The Mercer Superannuation Sentiment Index recorded a nine-point increase in September last year to 47. That's its highest level since June 2008.
It looks as if we've all just got used to volatile sharemarket returns.
Mercer attributes that to a greater understanding of the effects of sharemarket volatility on superannuation.
In September, 77 per cent said they had at least a moderate understanding of how sharemarket movements could affect their superannuation balance and that was up from 63 per cent in June 2008.
It's a good thing that we now have a much better understanding of how performance is generated. But we don't want to become too inert.
Australian balanced superannuation funds are still heavily allocated to equities.

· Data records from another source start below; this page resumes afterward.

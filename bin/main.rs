//! sbn
//!
//! Approximate posterior queries over a discrete Bayesian network read from a file.

use std::collections::HashMap;
use std::path::{Path, PathBuf};

use sbn_core::{init_logger, Gibbs, Net, SamplerConf};

const USAGE: &str = "usage: sbn <network-file> --query <var> [<var>...] [--samples N] [--seed N]
           [--burn-in N] [--thinning N] [--evidence name=state ...] [--config <file>]";

struct Args {
    file: PathBuf,
    opts: HashMap<String, Vec<String>>,
}

impl Args {
    /// Groups the arguments by option, every `--name` takes the values up to the next option.
    fn parse(raw: impl Iterator<Item = String>) -> Result<Args, String> {
        let mut file = None;
        let mut opts: HashMap<String, Vec<String>> = HashMap::new();
        let mut current: Option<String> = None;
        for arg in raw {
            if let Some(opt) = arg.strip_prefix("--") {
                opts.entry(opt.to_owned()).or_default();
                current = Some(opt.to_owned());
            } else if let Some(opt) = &current {
                opts.entry(opt.clone()).or_default().push(arg);
            } else if file.is_none() {
                file = Some(PathBuf::from(arg));
            } else {
                return Err(format!("unexpected argument `{}`", arg));
            }
        }
        if opts.contains_key("help") {
            return Err(USAGE.to_owned());
        }
        let file = file.ok_or_else(|| USAGE.to_owned())?;
        Ok(Args { file, opts })
    }

    fn values(&self, opt: &str) -> &[String] {
        self.opts.get(opt).map(Vec::as_slice).unwrap_or(&[])
    }

    fn single(&self, opt: &str) -> Result<Option<&str>, String> {
        match self.opts.get(opt).map(Vec::as_slice) {
            None => Ok(None),
            Some([value]) => Ok(Some(value.as_str())),
            Some(_) => Err(format!("--{} takes exactly one value", opt)),
        }
    }

    fn number(&self, opt: &str) -> Result<Option<u64>, String> {
        self.single(opt)?
            .map(|v| {
                v.parse::<u64>()
                    .map_err(|_| format!("--{}: `{}` is not a non-negative integer", opt, v))
            })
            .transpose()
    }

    fn sampler_conf(&self) -> Result<SamplerConf, String> {
        let conf_file = self.single("config")?.map(Path::new);
        let mut conf = SamplerConf::load_conf_from(conf_file).map_err(|e| e.to_string())?;
        if let Some(n) = self.number("samples")? {
            conf.sample_count = n as usize;
        }
        if let Some(n) = self.number("burn-in")? {
            conf.burn_in = n as usize;
        }
        if let Some(n) = self.number("thinning")? {
            conf.thinning = n as usize;
        }
        if let Some(n) = self.number("seed")? {
            conf.seed = Some(n);
        }
        Ok(conf)
    }
}

/// Splits a `name=state` evidence assignment.
fn parse_assignment(assignment: &str) -> Result<(&str, &str), String> {
    let mut parts = assignment.splitn(2, '=');
    match (parts.next(), parts.next()) {
        (Some(var), Some(state)) if !var.trim().is_empty() && !state.trim().is_empty() => {
            Ok((var, state))
        }
        _ => Err(format!(
            "--evidence: expected name=state, got `{}`",
            assignment
        )),
    }
}

fn load_net(path: &Path) -> Result<Net, String> {
    #[cfg(feature = "persistence")]
    {
        if path.extension().map(|ext| ext == "bin").unwrap_or(false) {
            return Net::load_from_disc(path).map_err(|e| format!("{}: {}", path.display(), e));
        }
    }
    let source =
        std::fs::read_to_string(path).map_err(|e| format!("{}: {}", path.display(), e))?;
    source
        .parse::<Net>()
        .map_err(|e| format!("{}: {}", path.display(), e))
}

fn run(args: Args) -> Result<(), String> {
    let mut net = load_net(&args.file)?;
    for assignment in args.values("evidence") {
        let (var, state) = parse_assignment(assignment)?;
        net.add_evidence(var, state).map_err(|e| e.to_string())?;
    }

    let queries = args.values("query");
    if queries.is_empty() {
        return Err("nothing to query, use --query <var>".to_owned());
    }
    let conf = args.sampler_conf()?;
    let sampler = Gibbs::from_conf(&conf);
    log::info!(
        "querying network `{}`: {} samples, burn-in {}, thinning {}",
        net.name(),
        sampler.samples(),
        sampler.burn_in(),
        sampler.thinning()
    );

    for var in queries {
        let step = (sampler.samples() / 10).max(1);
        let mut done = 0;
        let posterior = net
            .query_with(&sampler, var, |p| {
                done += 1;
                if done % step == 0 {
                    log::debug!("{}: {:.0}%", var, p * 100.0);
                }
            })
            .map_err(|e| e.to_string())?;
        println!("{}", posterior);
    }
    Ok(())
}

fn main() {
    init_logger();
    let result = Args::parse(std::env::args().skip(1)).and_then(run);
    if let Err(msg) = result {
        eprintln!("{}", msg);
        std::process::exit(1);
    }
}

A report by the Organisation for Economic Co-operation and Development found that our funds have the third-highest equity allocations out of the 27 countries surveyed.
One of the few good things about the GFC was that it challenged the norm regarding equities. You've all heard that equity markets give better returns than most other asset classes over the longer term but if you're just about to retire and the sharemarket tanks, that's little consolation. A little less in equities and a little more in other types of investments is probably a good idea if you're over 55. Superannuation funds need to tailor options for members like this.
So it's still important to challenge your fund and complain, just a little, when they don't do so well or offer you what you need. The funds that engage and listen to your feedback are the ones worth being a member of.